Again, whereas the first example of plagiarism (and others identified on the message boards) could possibly be attributed to negligence—which is misconduct nonetheless—the latter passage appears to demonstrate the willful misrepresentation of the text as Willingham's own words and ideas. Notice that Willingham includes two citations within the passage but that neither of the citations refer to Thomas's letter. Those two citations mislead the reader to believe she is citing her sources consistently and representing her ideas honestly. Upon closer scrutiny, however, we see that her selective citation practices actually help conceal her plagiarism otherwise. Willingham appears to have deliberately and fraudulently presented Thomas's words as her own.

(By the way, one of those two citations is for "Grant, et al., 2008," which Willingham cites 10 times in her thesis. She uses the shorthand "et. al" for each of the in-text citations, but the corresponding bibliographic entry lists only one additional author. According to APA guidelines, "et al." should only be used for in-text citations of sources with three or more authors; therefore, her use is incorrect—well, not exactly. Although Willingham only lists two authors in the bibliographic entry, the book she cites actually has three authors. Furthermore, in her bibliographic entry, she confuses the second author's first and last name. Either she didn't actually read the book, or she is so terrible at citations she should have never been responsible for assisting students in ENGL 100.)

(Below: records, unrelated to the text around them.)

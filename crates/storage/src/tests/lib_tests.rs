use super::*;

fn fixed_now() -> DateTime<Utc> {
    "2024-03-01T09:30:00Z".parse().expect("timestamp")
}

#[test]
fn sample_data_seeds_three_lists_and_next_id() {
    let store = HospitalStore::with_sample_data(fixed_now());
    assert_eq!(store.queue_len(), 3);
    assert_eq!(store.wards().len(), 4);
    assert_eq!(store.inventory().len(), 4);
    assert_eq!(store.next_patient_id(), PatientId(4));

    let ids: Vec<_> = store.patients().iter().map(|p| p.id.0).collect();
    assert_eq!(ids, vec![1, 2, 3]);
    assert_eq!(store.patients()[1].wait_label(fixed_now()), "25 mins");
}

#[test]
fn empty_store_starts_counting_at_one() {
    let mut store = HospitalStore::new();
    let id = store
        .add_patient("Grace Hopper", "ENT", fixed_now())
        .expect("add");
    assert_eq!(id, PatientId(1));
    assert_eq!(store.next_patient_id(), PatientId(2));
}

#[test]
fn adding_patient_appends_with_increasing_id() {
    let mut store = HospitalStore::with_sample_data(fixed_now());
    let before = store.queue_len();

    let first = store
        .add_patient("Alan Turing", "General Medicine", fixed_now())
        .expect("first add");
    let second = store
        .add_patient("Ada Lovelace", "Cardiology", fixed_now())
        .expect("second add");

    assert_eq!(store.queue_len(), before + 2);
    assert!(second > first);
    let last = store.patients().last().expect("last patient");
    assert_eq!(last.id, second);
    assert_eq!(last.name, "Ada Lovelace");
    assert_eq!(last.wait_label(fixed_now()), "0 mins");
}

#[test]
fn add_trims_surrounding_whitespace() {
    let mut store = HospitalStore::new();
    let id = store
        .add_patient("  Alan Turing ", "\tENT  ", fixed_now())
        .expect("add");
    let patient = store.patient(id).expect("stored");
    assert_eq!(patient.name, "Alan Turing");
    assert_eq!(patient.department, "ENT");
}

#[test]
fn blank_fields_are_rejected_without_mutation() {
    let mut store = HospitalStore::with_sample_data(fixed_now());
    let snapshot = store.patients().to_vec();
    let next_id = store.next_patient_id();

    let err = store
        .add_patient("   ", "Cardiology", fixed_now())
        .expect_err("blank name");
    assert_eq!(err, RegistryError::BlankField { field: "name" });

    let err = store
        .add_patient("Alan Turing", "", fixed_now())
        .expect_err("blank department");
    assert_eq!(
        err,
        RegistryError::BlankField {
            field: "department"
        }
    );

    assert_eq!(store.patients(), snapshot.as_slice());
    assert_eq!(store.next_patient_id(), next_id);
}

#[test]
fn removing_patient_shrinks_queue_and_keeps_order() {
    let mut store = HospitalStore::with_sample_data(fixed_now());

    let removed = store.remove_patient(PatientId(2)).expect("remove");
    assert_eq!(removed.name, "Jane Smith");
    assert_eq!(store.queue_len(), 2);

    let names: Vec<_> = store.patients().iter().map(|p| p.name.as_str()).collect();
    assert_eq!(names, vec!["John Doe", "Mike Johnson"]);
}

#[test]
fn removing_unknown_patient_reports_not_found() {
    let mut store = HospitalStore::with_sample_data(fixed_now());
    let err = store.remove_patient(PatientId(99)).expect_err("missing");
    assert_eq!(err, RegistryError::PatientNotFound(PatientId(99)));
    assert_eq!(err.code(), shared::error::ErrorCode::NotFound);
    assert_eq!(store.queue_len(), 3);
}

#[test]
fn identifiers_are_not_reused_after_removal() {
    let mut store = HospitalStore::new();
    let first = store.add_patient("A", "ENT", fixed_now()).expect("add");
    store.remove_patient(first).expect("remove");
    let second = store.add_patient("B", "ENT", fixed_now()).expect("add");
    assert_eq!(second, PatientId(2));
}

#[test]
fn search_filters_each_list_in_order() {
    let store = HospitalStore::with_sample_data(fixed_now());

    let hits: Vec<_> = store
        .search_patients("PEDIA")
        .into_iter()
        .map(|p| p.name.as_str())
        .collect();
    assert_eq!(hits, vec!["Mike Johnson"]);
    assert_eq!(store.search_patients("").len(), 3);

    let wards: Vec<_> = store
        .search_wards("e")
        .into_iter()
        .map(|w| w.name())
        .collect();
    assert_eq!(wards, vec!["General", "Emergency", "Pediatric"]);

    let pieces: Vec<_> = store
        .search_inventory("pieces")
        .into_iter()
        .map(|i| i.name.as_str())
        .collect();
    assert_eq!(pieces, vec!["Syringes", "Surgical Masks"]);
}

#[test]
fn bed_summary_totals_all_wards() {
    let store = HospitalStore::with_sample_data(fixed_now());
    let summary = store.bed_summary();
    assert_eq!(summary.total, 125);
    assert_eq!(summary.available, 38);
    assert_eq!(summary.occupied(), 87);
}

#[test]
fn registering_wards_and_items_appends_them() {
    let mut store = HospitalStore::new();
    store.add_ward(Ward::new("Maternity", 10, 10).expect("ward"));
    store.add_inventory_item(InventoryItem::new("Gloves", 300, "boxes"));
    assert_eq!(store.wards()[0].name(), "Maternity");
    assert_eq!(store.inventory()[0].unit, "boxes");
    assert_eq!(store.bed_summary().occupied(), 0);
}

Willingham has consistently embellished her experience working with student-athletes; she fabricated statistics on their reading levels; she lied about her IRB research application; she illicitly accessed athletes' federally protected academic and health records; and now we discover she plagiarized passages of her master's thesis.

Yet Jay Smith contends Willingham is the most ethical person he knows.

Both of them have defrauded the public of the truth and have disgraced the University of North Carolina. The failure of the Arts & Sciences administrators who allowed the so-called "paper classes" to continue for over a decade has been embarrassing enough for the university. Willingham and Smith have done nothing but provide farcical content for the media's sensationalized narrative that has exacerbated the university's embarrassment. When the history of UNC's reforms is written, neither Willingham nor Smith nor their little Athletics Reform Group will be recorded as having made any positive contributions to progress.